9) There are often design errors that are only discovered after device failure.
These are problems of TRUMPIC proportions!
But yes, Jeff Bezos is still better than Donald Trump.
If you don't like noise now, just wait until the buzzing of drones overhead is 24/7. Then, it'll be a plus to live in the flight path of an airport, because no drones. Buy your airport house now, while it's still cheap.
It's very common in the U.S. culture that, rather than cooperate, someone looks for a way to disagree.
I'm sure everyone understands the issue. If there can be huge problems with extraordinarily expensive, intensely managed technology, it is even more likely that there will be problems with technology that is not getting a lot of oversight.
Drone technology is not getting much oversight. I haven't seen any stories discussing the 9 issues I mentioned.
Gone are the days of combing the neighborhoods aimlessly looking for a recently delivered package to lift. Just follow the little bird right to the pot of gold!
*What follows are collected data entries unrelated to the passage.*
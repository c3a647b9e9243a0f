// Copyright (C) 2025 SyncMyOrders Sp. z o.o.
// SPDX-License-Identifier: AGPL-3.0-or-later
//! Communication manager: collective stream lifecycle.
//!
//! The manager tracks every registered stream and flips them all open or
//! closed together. Streams registered while communication is running are
//! opened immediately; streams registered while stopped wait for the next
//! start. Lifecycle events from the rest of the client arrive over a
//! broadcast channel and map onto start/stop.

use std::collections::HashMap;
use std::sync::{Arc, Mutex};

use tokio::sync::broadcast;
use tokio::task::JoinHandle;
use tracing::{debug, info};

use plenum_stream::ManagedStream;

use crate::state::{LifecycleEvent, StreamIdProvider};

/// Factory closure producing a fresh stream instance for each open cycle.
pub type StreamBuilder = Box<dyn Fn(u64) -> Box<dyn ManagedStream> + Send>;

struct StreamEntry {
    build: StreamBuilder,
    current: Option<Box<dyn ManagedStream>>,
}

impl StreamEntry {
    /// Open a stream for this entry. No second instance is created while
    /// one is still open.
    fn open_current(&mut self, id: u64) {
        if self.current.as_ref().is_some_and(|s| s.is_open()) {
            return;
        }
        let mut stream = (self.build)(id);
        stream.open();
        self.current = Some(stream);
    }

    fn close_current(&mut self) {
        if let Some(mut stream) = self.current.take() {
            stream.close();
        }
    }
}

struct ManagerInner {
    running: bool,
    entries: HashMap<u64, StreamEntry>,
}

/// Registration handle returned by [`CommunicationManager::register`].
///
/// Dropping the handle does not deregister; call [`close`](Self::close) to
/// stop and remove the stream.
pub struct StreamRegistration {
    id: u64,
    inner: Arc<Mutex<ManagerInner>>,
}

impl StreamRegistration {
    /// Id assigned to the registered stream.
    #[must_use]
    pub fn id(&self) -> u64 {
        self.id
    }

    /// Close the stream and remove it from the manager.
    pub fn close(self) {
        let mut inner = self.inner.lock().unwrap();
        if let Some(mut entry) = inner.entries.remove(&self.id) {
            entry.close_current();
            debug!(stream_id = self.id, "stream deregistered");
        }
    }
}

/// Opens and closes all registered streams together.
#[derive(Clone)]
pub struct CommunicationManager {
    inner: Arc<Mutex<ManagerInner>>,
    ids: Arc<dyn StreamIdProvider>,
}

impl CommunicationManager {
    /// Create a stopped manager with no registered streams.
    pub fn new(ids: Arc<dyn StreamIdProvider>) -> Self {
        Self {
            inner: Arc::new(Mutex::new(ManagerInner {
                running: false,
                entries: HashMap::new(),
            })),
            ids,
        }
    }

    /// Register a stream builder.
    ///
    /// If communication is running, a stream is built and opened
    /// immediately; otherwise it opens on the next
    /// [`start_communication`](Self::start_communication).
    pub fn register(
        &self,
        build: impl Fn(u64) -> Box<dyn ManagedStream> + Send + 'static,
    ) -> StreamRegistration {
        let id = self.ids.next_id();
        let mut inner = self.inner.lock().unwrap();
        let mut entry = StreamEntry {
            build: Box::new(build),
            current: None,
        };
        if inner.running {
            entry.open_current(id);
        }
        inner.entries.insert(id, entry);
        debug!(stream_id = id, running = inner.running, "stream registered");

        StreamRegistration {
            id,
            inner: self.inner.clone(),
        }
    }

    /// Open all registered streams. Calling while already running opens
    /// nothing twice.
    pub fn start_communication(&self) {
        let mut inner = self.inner.lock().unwrap();
        inner.running = true;
        let mut opened = 0usize;
        for (id, entry) in &mut inner.entries {
            if entry.current.as_ref().is_none_or(|s| !s.is_open()) {
                opened += 1;
            }
            entry.open_current(*id);
        }
        info!(streams = inner.entries.len(), opened, "communication started");
    }

    /// Close all registered streams. Idempotent; registrations survive and
    /// reopen on the next start.
    pub fn stop_communication(&self) {
        let mut inner = self.inner.lock().unwrap();
        inner.running = false;
        for entry in inner.entries.values_mut() {
            entry.close_current();
        }
        info!(streams = inner.entries.len(), "communication stopped");
    }

    /// Whether communication is currently running.
    #[must_use]
    pub fn is_running(&self) -> bool {
        self.inner.lock().unwrap().running
    }

    /// Number of streams currently open.
    #[must_use]
    pub fn active_count(&self) -> usize {
        self.inner
            .lock()
            .unwrap()
            .entries
            .values()
            .filter(|entry| entry.current.as_ref().is_some_and(|s| s.is_open()))
            .count()
    }

    /// Drive the manager from lifecycle events until the channel closes.
    ///
    /// Boot and regained connectivity start communication; shutdown and
    /// lost connectivity stop it. A lagged receiver skips the missed
    /// events and keeps going.
    pub fn listen(&self, mut events: broadcast::Receiver<LifecycleEvent>) -> JoinHandle<()> {
        let manager = self.clone();
        tokio::spawn(async move {
            loop {
                match events.recv().await {
                    Ok(LifecycleEvent::Booted | LifecycleEvent::CameOnline) => {
                        manager.start_communication();
                    }
                    Ok(LifecycleEvent::Shutdown | LifecycleEvent::WentOffline) => {
                        manager.stop_communication();
                    }
                    Err(broadcast::error::RecvError::Lagged(skipped)) => {
                        debug!(skipped, "lifecycle receiver lagged");
                    }
                    Err(broadcast::error::RecvError::Closed) => break,
                }
            }
        })
    }
}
Yes, one could follow a truck. But you'd have to see it first. A drone zooting around with one or more packages dangling below will be much easier to spot. And while following one may not be plausible depending on its route, you really only need to be somewhat near its landing location. This becomes easier on non-level ground, where you could sit atop a hill and watch it descend, for example.
The first step would be to explain the possible solutions. Why? At present, negative attitudes are developing rapidly.
"Amazon has hired some of the best engineers and expert researchers in the world for this."
I feel doubtful about that. I see shortcomings on almost every Amazon web page. If managers at Amazon don't see or don't fix those, what chance is there they will solve far more difficult problems?
Drones will always fall from the sky injuring or killing. The design should be unable to exceed a safe predetermined free-fall velocity. Crumple zones should be built in to reduce the chance of injury. Fans should be ducted with forgiving grills preventing a finger from being severed. Safety should be the first concern of the FAA. It will use a bit more power but they will still have healthy savings.
What about the mental condition of the writers of the stories to which I linked?
Make all the buggy whip jokes you want. But sooner or later it should become time that we start protecting people instead of corporations.
Of course they are, after all this is one of the necessary steps to "freedom from people" also known as "useless eaters".
Can I keep the drone, too, along with my order?!
;-)
Can I shoot down a drone that is passing over my house (and keep the payload) as a toll for using my airspace?
Can I keep the pkg that was incorrectly delivered to my house?
(What also works is to replace the "Can I" above with "I will".)
Self-importance and self-indulgence is the root of ALL evil.